Work to be completed: From the records below, pull each line that has "Deserialize".
----------
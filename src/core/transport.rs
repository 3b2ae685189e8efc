//! GraphQL-over-HTTP request/response types and the transport seam.

use crate::core::error::GqlError;
use crate::core::redact;
use regex::Regex;
use serde::{Deserialize, Serialize};
use serde_json::{Map, Value};
use std::collections::BTreeMap;
use std::sync::LazyLock;
use std::time::Duration;

// A string literal (block strings split into adjacent literals) or a run of
// whitespace.
static LITERAL_OR_WHITESPACE: LazyLock<Regex> = LazyLock::new(|| {
    Regex::new(r#""(?:[^"\\]|\\.)*"|[\s\p{Zs}]+"#).expect("static regex")
});

#[derive(Debug, Clone, Default, PartialEq, Serialize)]
#[serde(rename_all = "camelCase")]
pub struct GraphQLRequest {
    pub query: String,
    #[serde(skip_serializing_if = "Map::is_empty")]
    pub variables: Map<String, Value>,
    #[serde(skip_serializing_if = "Option::is_none")]
    pub operation_name: Option<String>,
    #[serde(skip)]
    pub headers: BTreeMap<String, String>,
}

impl GraphQLRequest {
    pub fn new(query: impl Into<String>) -> Self {
        GraphQLRequest {
            query: query.into(),
            ..GraphQLRequest::default()
        }
    }
}

#[derive(Debug, Clone, PartialEq, Serialize, Deserialize)]
pub struct Location {
    pub line: u64,
    pub column: u64,
}

/// Error object from a GraphQL response body.
#[derive(Debug, Clone, PartialEq, Serialize, Deserialize)]
pub struct RemoteError {
    pub message: String,
    #[serde(default, skip_serializing_if = "Vec::is_empty")]
    pub locations: Vec<Location>,
    #[serde(default, skip_serializing_if = "Vec::is_empty")]
    pub path: Vec<Value>,
    #[serde(default, skip_serializing_if = "Option::is_none")]
    pub extensions: Option<Map<String, Value>>,
}

#[derive(Debug, Clone, Default, PartialEq, Serialize, Deserialize)]
pub struct GraphQLResponse {
    #[serde(default, skip_serializing_if = "Option::is_none")]
    pub data: Option<Value>,
    #[serde(default, skip_serializing_if = "Vec::is_empty")]
    pub errors: Vec<RemoteError>,
}

impl GraphQLResponse {
    pub fn has_errors(&self) -> bool {
        !self.errors.is_empty()
    }
}

/// Sends one GraphQL request and returns the decoded body. Remote GraphQL
/// errors are part of the `Ok` response; `Err` means the exchange itself
/// failed.
pub trait Transport {
    fn execute(&self, request: &GraphQLRequest) -> Result<GraphQLResponse, GqlError>;
}

/// Turns newlines and whitespace runs into single spaces. String literals
/// are copied unchanged.
pub fn minify_query(query: &str) -> String {
    LITERAL_OR_WHITESPACE
        .replace_all(query.trim(), |caps: &regex::Captures<'_>| {
            let matched = &caps[0];
            if matched.starts_with('"') {
                matched.to_string()
            } else {
                " ".to_string()
            }
        })
        .into_owned()
}

/// Blocking JSON-over-POST transport.
pub struct HttpTransport {
    endpoint: String,
    client: reqwest::blocking::Client,
}

impl HttpTransport {
    pub fn new(endpoint: impl Into<String>, timeout: Option<Duration>) -> Result<Self, GqlError> {
        let endpoint = endpoint.into();
        if endpoint.is_empty() {
            return Err(GqlError::Transport("endpoint cannot be empty".to_string()));
        }
        reqwest::Url::parse(&endpoint)
            .map_err(|e| GqlError::Transport(format!("invalid endpoint {}: {}", endpoint, e)))?;
        let mut builder = reqwest::blocking::Client::builder();
        if let Some(timeout) = timeout {
            builder = builder.timeout(timeout);
        }
        let client = builder
            .build()
            .map_err(|e| GqlError::Transport(format!("failed to build http client: {}", e)))?;
        Ok(HttpTransport { endpoint, client })
    }
}

impl Transport for HttpTransport {
    fn execute(&self, request: &GraphQLRequest) -> Result<GraphQLResponse, GqlError> {
        let body = GraphQLRequest {
            query: minify_query(&request.query),
            ..request.clone()
        };
        let variables = redact::redact_value(Value::Object(body.variables.clone()));
        tracing::debug!(
            endpoint = %redact::redact_string(&self.endpoint),
            query = %body.query,
            variables = %variables,
            headers = ?redact::redact_headers(&body.headers),
            "sending graphql request"
        );

        let mut call = self.client.post(&self.endpoint).json(&body);
        for (name, value) in &body.headers {
            call = call.header(name.as_str(), value.as_str());
        }
        let resp = call
            .send()
            .map_err(|e| GqlError::Transport(format!("failed to reach {}: {}", self.endpoint, e)))?;

        let status = resp.status();
        let text = resp
            .text()
            .map_err(|e| GqlError::Transport(format!("failed to read response: {}", e)))?;
        // GraphQL servers commonly answer validation failures with 4xx and a
        // regular error body; only give up when the body is not a response.
        match serde_json::from_str::<GraphQLResponse>(&text) {
            Ok(decoded) if decoded.data.is_some() || decoded.has_errors() => Ok(decoded),
            _ if !status.is_success() => Err(GqlError::Transport(format!(
                "http error {}: {}",
                status,
                text.trim()
            ))),
            Ok(decoded) => Ok(decoded),
            Err(e) => Err(GqlError::Transport(format!("malformed response body: {}", e))),
        }
    }
}

#[cfg(test)]
mod tests {
    use super::*;

    #[test]
    fn minify_collapses_whitespace() {
        let q = "query {\n    viewer {\n        id\n    }\n}\n";
        assert_eq!(minify_query(q), "query { viewer { id } }");
    }

    #[test]
    fn minify_keeps_string_literals() {
        let q = "query {\n  search(term: \"ada  lovelace\") {  __typename }\n}";
        assert_eq!(
            minify_query(q),
            "query { search(term: \"ada  lovelace\") { __typename } }"
        );
        let escaped = r#"query { a(s: "say \"hi  there\"  ok") }"#;
        assert_eq!(minify_query(escaped), escaped);
    }

    #[test]
    fn request_serializes_wire_names() {
        let mut req = GraphQLRequest::new("query { a }");
        req.operation_name = Some("Op".to_string());
        req.variables.insert("x".to_string(), Value::from(1));
        req.headers.insert("X-Skip".to_string(), "1".to_string());
        let json = serde_json::to_value(&req).unwrap();
        assert_eq!(
            json,
            serde_json::json!({"query": "query { a }", "variables": {"x": 1}, "operationName": "Op"})
        );
        let bare = serde_json::to_value(GraphQLRequest::new("{ a }")).unwrap();
        assert_eq!(bare, serde_json::json!({"query": "{ a }"}));
    }

    #[test]
    fn response_decodes_errors() {
        let body = r#"{"data": null, "errors": [{"message": "boom", "locations": [{"line": 1, "column": 3}], "path": ["a", 0], "extensions": {"code": "X"}}]}"#;
        let resp: GraphQLResponse = serde_json::from_str(body).unwrap();
        assert!(resp.data.is_none());
        assert!(resp.has_errors());
        assert_eq!(resp.errors[0].message, "boom");
        assert_eq!(resp.errors[0].locations[0].column, 3);
        assert_eq!(resp.errors[0].path.len(), 2);
    }

    #[test]
    fn empty_endpoint_is_rejected() {
        assert!(HttpTransport::new("", None).is_err());
        assert!(HttpTransport::new("not a url", None).is_err());
    }
}
//! Local cache of introspection results, one entry per endpoint.
//!
//! The cache only saves round-trips. Every failure inside it (missing
//! directory, unreadable entry, bad JSON, failed write) is logged at debug
//! level and treated as a miss; none of them reach the caller.

use crate::core::config::CacheKeyPolicy;
use crate::core::error::GqlError;
use crate::core::schema::Schema;
use regex::Regex;
use sha2::{Digest, Sha256};
use std::fs;
use std::io;
use std::path::PathBuf;
use std::sync::LazyLock;
use std::time::{Duration, SystemTime};

static NON_ALPHANUMERIC: LazyLock<Regex> =
    LazyLock::new(|| Regex::new("[^a-zA-Z0-9]").expect("static regex"));

/// Byte storage for named cache entries.
pub trait CacheStore {
    fn read(&self, key: &str) -> io::Result<Vec<u8>>;
    fn modified(&self, key: &str) -> io::Result<SystemTime>;
    fn write(&self, key: &str, bytes: &[u8]) -> io::Result<()>;
}

/// One file per key under a directory.
#[derive(Debug, Clone)]
pub struct FsCacheStore {
    root: PathBuf,
}

impl FsCacheStore {
    pub fn new(root: impl Into<PathBuf>) -> Self {
        FsCacheStore { root: root.into() }
    }

    pub fn entry_path(&self, key: &str) -> PathBuf {
        self.root.join(key)
    }
}

impl CacheStore for FsCacheStore {
    fn read(&self, key: &str) -> io::Result<Vec<u8>> {
        fs::read(self.entry_path(key))
    }

    fn modified(&self, key: &str) -> io::Result<SystemTime> {
        fs::metadata(self.entry_path(key))?.modified()
    }

    // Whole-file replace through a rename, so concurrent writers can lose an
    // update but never leave a torn entry.
    fn write(&self, key: &str, bytes: &[u8]) -> io::Result<()> {
        fs::create_dir_all(&self.root)?;
        let tmp = self
            .root
            .join(format!(".{}.{}.tmp", key, std::process::id()));
        fs::write(&tmp, bytes)?;
        fs::rename(&tmp, self.entry_path(key))
    }
}

/// Entry key for an endpoint under the given policy.
pub fn cache_key(endpoint: &str, policy: CacheKeyPolicy) -> String {
    match policy {
        CacheKeyPolicy::Sanitized => NON_ALPHANUMERIC.replace_all(endpoint, "-").into_owned(),
        CacheKeyPolicy::Hashed => {
            let mut hasher = Sha256::new();
            hasher.update(endpoint.as_bytes());
            format!("{:x}", hasher.finalize())
        }
    }
}

/// An entry written at `modified` is reusable at `now` when it is no older
/// than `ttl`. Entries stamped in the future count as fresh; a zero `ttl`
/// never reuses anything.
pub fn is_fresh(modified: SystemTime, now: SystemTime, ttl: Duration) -> bool {
    if ttl.is_zero() {
        return false;
    }
    match now.duration_since(modified) {
        Ok(age) => age <= ttl,
        Err(_) => true,
    }
}

pub struct SchemaCache<S: CacheStore> {
    store: S,
    ttl: Duration,
    key_policy: CacheKeyPolicy,
}

impl<S: CacheStore> SchemaCache<S> {
    pub fn new(store: S, ttl: Duration, key_policy: CacheKeyPolicy) -> Self {
        SchemaCache {
            store,
            ttl,
            key_policy,
        }
    }

    pub fn store(&self) -> &S {
        &self.store
    }

    pub fn key(&self, endpoint: &str) -> String {
        cache_key(endpoint, self.key_policy)
    }

    /// Fresh cached schema for `endpoint`, if any.
    pub fn load(&self, endpoint: &str, now: SystemTime) -> Option<Schema> {
        match self.try_load(endpoint, now) {
            Ok(schema) => schema,
            Err(e) => {
                tracing::debug!(endpoint, error = %e, "schema cache read skipped");
                None
            }
        }
    }

    fn try_load(&self, endpoint: &str, now: SystemTime) -> Result<Option<Schema>, GqlError> {
        let key = self.key(endpoint);
        let modified = match self.store.modified(&key) {
            Ok(modified) => modified,
            Err(e) if e.kind() == io::ErrorKind::NotFound => return Ok(None),
            Err(e) => return Err(GqlError::Cache(e.to_string())),
        };
        if !is_fresh(modified, now, self.ttl) {
            tracing::debug!(endpoint, key = %key, "schema cache entry is stale");
            return Ok(None);
        }
        let bytes = self
            .store
            .read(&key)
            .map_err(|e| GqlError::Cache(e.to_string()))?;
        let schema = serde_json::from_slice(&bytes).map_err(|e| GqlError::Cache(e.to_string()))?;
        Ok(Some(schema))
    }

    /// Writes `schema` for `endpoint`; failures are logged and dropped.
    pub fn save(&self, endpoint: &str, schema: &Schema) {
        let key = self.key(endpoint);
        let result = serde_json::to_vec(schema)
            .map_err(|e| GqlError::Cache(e.to_string()))
            .and_then(|bytes| {
                self.store
                    .write(&key, &bytes)
                    .map_err(|e| GqlError::Cache(e.to_string()))
            });
        if let Err(e) = result {
            tracing::debug!(endpoint, key = %key, error = %e, "schema cache write skipped");
        }
    }

    /// Cached schema when fresh and not bypassed, otherwise `fetch` and write
    /// the result back. Only `fetch` errors propagate.
    pub fn load_or_fetch<F>(&self, endpoint: &str, bypass: bool, fetch: F) -> Result<Schema, GqlError>
    where
        F: FnOnce() -> Result<Schema, GqlError>,
    {
        if !bypass && let Some(schema) = self.load(endpoint, SystemTime::now()) {
            tracing::debug!(endpoint, "using cached schema");
            return Ok(schema);
        }
        let schema = fetch()?;
        self.save(endpoint, &schema);
        Ok(schema)
    }
}
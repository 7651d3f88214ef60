//! Column and primary-key resolution for the tables being compared.

use eyre::Result;
use rusqlite::Connection;

use crate::sql::{quote_id, str_literal};

/// Ordered column list for one table: the first `pk_arity` entries are
/// the primary-key columns in key order, the rest are data columns in
/// declaration order. Names are already quoted for splicing; `types`
/// holds the declared type of each column (empty for a synthetic
/// rowid entry).
#[derive(Debug, Clone, PartialEq, Eq)]
pub struct TableColumns {
    pub columns: Vec<String>,
    pub types: Vec<String>,
    pub pk_arity: usize,
    pub implicit_rowid: bool,
}

/// Return the column list for `db_name.tab`, primary key first.
///
/// Normally the "primary key" is the true primary key: the rowid or
/// INTEGER PRIMARY KEY for ordinary tables, the declared PRIMARY KEY
/// for WITHOUT ROWID tables. With `schema_pk` set, the schema-declared
/// PRIMARY KEY is used in all cases; rows with NULL values in any PK
/// field are then excluded from the comparison by the diff query.
///
/// Returns `None` when the PK is the rowid but all three rowid
/// synonyms are shadowed by declared columns.
pub fn column_names(
    db: &Connection,
    db_name: &str,
    tab: &str,
    schema_pk: bool,
) -> Result<Option<TableColumns>> {
    let pk_arity;
    let mut true_pk;

    if !schema_pk {
        // Figure out what the true primary key is:
        //  * WITHOUT ROWID tables use the declared PRIMARY KEY.
        //  * Rowid tables with an INTEGER PRIMARY KEY use that column.
        //  * All other rowid tables use the rowid itself.
        let mut pk_index: Option<String> = None;
        let mut stmt = db.prepare(&format!(
            "PRAGMA {db_name}.index_list={}",
            str_literal(tab)
        ))?;
        let mut rows = stmt.query([])?;
        while let Some(row) = rows.next()? {
            let origin: String = row.get(3)?;
            if origin.eq_ignore_ascii_case("pk") {
                pk_index = Some(row.get(1)?);
                break;
            }
        }
        drop(rows);
        drop(stmt);

        if let Some(idx) = pk_index {
            let mut n_key = 0usize;
            let mut n_col = 0usize;
            true_pk = false;
            let mut stmt = db.prepare(&format!(
                "PRAGMA {db_name}.index_xinfo={}",
                str_literal(&idx)
            ))?;
            let mut rows = stmt.query([])?;
            while let Some(row) = rows.next()? {
                n_col += 1;
                let is_key: bool = row.get(5)?;
                if is_key {
                    n_key += 1;
                    continue;
                }
                let cid: i64 = row.get(1)?;
                if cid >= 0 {
                    true_pk = true;
                }
            }
            if n_col == n_key {
                true_pk = true;
            }
            pk_arity = if true_pk { n_key } else { 1 };
        } else {
            true_pk = true;
            pk_arity = 1;
        }
    } else {
        // Use whatever primary key the schema declares; fall back to
        // the rowid when the table declares none.
        let mut declared = 0usize;
        let mut stmt = db.prepare(&format!(
            "PRAGMA {db_name}.table_info={}",
            str_literal(tab)
        ))?;
        let mut rows = stmt.query([])?;
        while let Some(row) = rows.next()? {
            let ipk: i64 = row.get(5)?;
            if ipk > 0 {
                declared += 1;
            }
        }
        pk_arity = declared.max(1);
        true_pk = true;
    }

    // In the rowid-fallback case every declared column is data.
    let mut pk_slots: Vec<Option<(String, String)>> = vec![None; pk_arity];
    let mut data: Vec<(String, String)> = Vec::new();
    let mut stmt = db.prepare(&format!(
        "PRAGMA {db_name}.table_info={}",
        str_literal(tab)
    ))?;
    let mut rows = stmt.query([])?;
    while let Some(row) = rows.next()? {
        let name: String = row.get(1)?;
        let decl_type: String = row.get(2)?;
        let ipk: i64 = row.get(5)?;
        let entry = (quote_id(&name), decl_type);
        if true_pk && ipk > 0 && (ipk as usize) <= pk_arity {
            pk_slots[ipk as usize - 1] = Some(entry);
        } else {
            data.push(entry);
        }
    }

    let implicit_rowid = pk_slots[0].is_none();
    if implicit_rowid {
        // Pick whichever rowid synonym is not shadowed by a declared
        // column.
        for synonym in ["rowid", "_rowid_", "oid"] {
            if !data.iter().any(|(c, _)| c.eq_ignore_ascii_case(synonym)) {
                pk_slots[0] = Some((synonym.to_string(), String::new()));
                break;
            }
        }
        if pk_slots[0].is_none() {
            return Ok(None);
        }
    }

    let mut columns = Vec::with_capacity(pk_arity + data.len());
    let mut types = Vec::with_capacity(pk_arity + data.len());
    for slot in pk_slots {
        match slot {
            Some((name, ty)) => {
                columns.push(name);
                types.push(ty);
            }
            None => return Ok(None),
        }
    }
    for (name, ty) in data {
        columns.push(name);
        types.push(ty);
    }

    Ok(Some(TableColumns {
        columns,
        types,
        pk_arity,
        implicit_rowid,
    }))
}
#[cfg(test)]
mod tests {
    use super::*;
    use crate::patch::apply_patch;
    use std::fs;
    use std::path::PathBuf;
    use tempfile::TempDir;

    fn opts() -> DiffOptions {
        DiffOptions {
            schema_pk: false,
            rbu: false,
            use_transaction: false,
            extensions: Vec::new(),
            debug: 0,
        }
    }

    struct Fixture {
        _dir: TempDir,
        backup: PathBuf,
        primary: PathBuf,
        journal: PathBuf,
    }

    impl Fixture {
        fn new(backup_sql: &str, primary_sql: &str) -> Self {
            let dir = TempDir::new().unwrap();
            let backup = dir.path().join("backup.db");
            let primary = dir.path().join("primary.db");
            let journal = dir.path().join("journal.sql");
            Connection::open(&backup)
                .unwrap()
                .execute_batch(backup_sql)
                .unwrap();
            Connection::open(&primary)
                .unwrap()
                .execute_batch(primary_sql)
                .unwrap();
            Fixture { _dir: dir, backup, primary, journal }
        }

        fn diff(&self, opts: &DiffOptions) -> (Option<u64>, String) {
            let offset =
                diff_pass(&self.backup, &self.primary, Some(&self.journal), opts).unwrap();
            let text = fs::read_to_string(&self.journal).unwrap();
            (offset, text)
        }
    }

    #[test]
    fn simple_insert() {
        let f = Fixture::new(
            "CREATE TABLE t(a INTEGER PRIMARY KEY, b TEXT);
             INSERT INTO t VALUES(1,'x');",
            "CREATE TABLE t(a INTEGER PRIMARY KEY, b TEXT);
             INSERT INTO t VALUES(1,'x'),(2,'y');",
        );
        let (offset, text) = f.diff(&opts());
        assert!(offset.is_some());
        assert!(text.contains("INSERT INTO t(a,b) VALUES(2,'y');\n"), "{text}");
        assert!(!text.contains("UPDATE"), "{text}");
        assert!(!text.contains("DELETE"), "{text}");
    }

    #[test]
    fn simple_update() {
        let f = Fixture::new(
            "CREATE TABLE t(a INTEGER PRIMARY KEY, b TEXT);
             INSERT INTO t VALUES(1,'x');",
            "CREATE TABLE t(a INTEGER PRIMARY KEY, b TEXT);
             INSERT INTO t VALUES(1,'y');",
        );
        let (_, text) = f.diff(&opts());
        assert!(text.contains("UPDATE t SET b='y' WHERE a=1;\n"), "{text}");
    }

    #[test]
    fn delete_and_added_column() {
        let f = Fixture::new(
            "CREATE TABLE t(a INTEGER PRIMARY KEY, b TEXT);
             INSERT INTO t VALUES(1,'x'),(2,'y');",
            "CREATE TABLE t(a INTEGER PRIMARY KEY, b TEXT, c INT);
             INSERT INTO t VALUES(1,'x',9);",
        );
        let (_, text) = f.diff(&opts());
        assert!(text.contains("ALTER TABLE t ADD COLUMN c;\n"), "{text}");
        assert!(text.contains("UPDATE t SET c=9 WHERE a=1;\n"), "{text}");
        assert!(text.contains("DELETE FROM t WHERE a=2;\n"), "{text}");
    }

    #[test]
    fn schema_mismatch_recreates() {
        let f = Fixture::new(
            "CREATE TABLE t(a INTEGER PRIMARY KEY, b INT);
             INSERT INTO t VALUES(1,2);",
            "CREATE TABLE t(a INTEGER PRIMARY KEY, b TEXT);
             INSERT INTO t VALUES(1,'two');",
        );
        let (_, text) = f.diff(&opts());
        assert!(text.contains("DROP TABLE t; -- due to schema mismatch\n"), "{text}");
        assert!(text.contains("CREATE TABLE t(a INTEGER PRIMARY KEY, b TEXT);\n"), "{text}");
        assert!(text.contains("INSERT INTO t(a,b) VALUES(1,'two');\n"), "{text}");
    }

    #[test]
    fn table_only_in_backup_is_dropped() {
        let f = Fixture::new(
            "CREATE TABLE gone(a INTEGER PRIMARY KEY);",
            "CREATE TABLE kept(a INTEGER PRIMARY KEY);",
        );
        let (_, text) = f.diff(&opts());
        assert!(text.contains("DROP TABLE gone;\n"), "{text}");
        assert!(text.contains("CREATE TABLE kept(a INTEGER PRIMARY KEY);\n"), "{text}");
    }

    #[test]
    fn keyword_identifiers_stay_quoted() {
        let f = Fixture::new(
            "CREATE TABLE \"order\"(\"select\" INTEGER PRIMARY KEY, v TEXT);
             INSERT INTO \"order\" VALUES(1,'a');",
            "CREATE TABLE \"order\"(\"select\" INTEGER PRIMARY KEY, v TEXT);
             INSERT INTO \"order\" VALUES(1,'a'),(2,'b');",
        );
        let (_, text) = f.diff(&opts());
        assert!(
            text.contains("INSERT INTO \"order\"(\"select\",v) VALUES(2,'b');\n"),
            "{text}"
        );
    }

    #[test]
    fn index_reconciliation() {
        let f = Fixture::new(
            "CREATE TABLE t(a INTEGER PRIMARY KEY, b TEXT);
             CREATE INDEX old_idx ON t(b);",
            "CREATE TABLE t(a INTEGER PRIMARY KEY, b TEXT);
             CREATE INDEX new_idx ON t(b);",
        );
        let (_, text) = f.diff(&opts());
        assert!(text.contains("DROP INDEX old_idx;\n"), "{text}");
        assert!(text.contains("CREATE INDEX new_idx ON t(b);\n"), "{text}");
    }

    #[test]
    fn null_diff_reports_none() {
        let f = Fixture::new(
            "CREATE TABLE t(a INTEGER PRIMARY KEY, b TEXT);
             INSERT INTO t VALUES(1,'x');",
            "CREATE TABLE t(a INTEGER PRIMARY KEY, b TEXT);
             INSERT INTO t VALUES(1,'x');",
        );
        let (offset, _) = f.diff(&opts());
        assert!(offset.is_none());

        // Same result inside a transaction bracket.
        let mut with_tx = opts();
        with_tx.use_transaction = true;
        let (offset, text) = f.diff(&with_tx);
        assert!(offset.is_none());
        assert!(text.contains("BEGIN TRANSACTION;\nCOMMIT;\n"), "{text}");
    }

    #[test]
    fn patch_replay_converges() {
        let f = Fixture::new(
            "CREATE TABLE t(a INTEGER PRIMARY KEY, b TEXT, c BLOB);
             INSERT INTO t VALUES(1,'x',x'0102'),(2,'y',NULL),(4,'stale',x'ff');
             CREATE TABLE dead(k INTEGER PRIMARY KEY);",
            "CREATE TABLE t(a INTEGER PRIMARY KEY, b TEXT, c BLOB);
             INSERT INTO t VALUES(1,'x2',x'0102'),(2,'y',x'03'),(3,'new',NULL);
             CREATE TABLE born(k INTEGER PRIMARY KEY, v TEXT);
             INSERT INTO born VALUES(7,'it''s');",
        );
        let (offset, _) = f.diff(&opts());
        apply_patch(&f.backup, &f.journal, offset.unwrap()).unwrap();

        // A second pass over the patched backup finds nothing left.
        let (offset, _) = f.diff(&opts());
        assert!(offset.is_none(), "replay did not converge");
    }

    #[test]
    fn rows_emitted_in_pk_order() {
        let f = Fixture::new(
            "CREATE TABLE t(a INTEGER PRIMARY KEY, b TEXT);",
            "CREATE TABLE t(a INTEGER PRIMARY KEY, b TEXT);
             INSERT INTO t VALUES(3,'c'),(1,'a'),(2,'b');",
        );
        let (_, text) = f.diff(&opts());
        let p1 = text.find("VALUES(1,").unwrap();
        let p2 = text.find("VALUES(2,").unwrap();
        let p3 = text.find("VALUES(3,").unwrap();
        assert!(p1 < p2 && p2 < p3, "{text}");
    }
}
----------
Response below:
use serde::{Deserialize, Serialize};
#[derive(Debug, Clone, PartialEq, Serialize, Deserialize)]
#[derive(Debug, Clone, PartialEq, Serialize, Deserialize)]
#[derive(Debug, Clone, Default, PartialEq, Serialize, Deserialize)]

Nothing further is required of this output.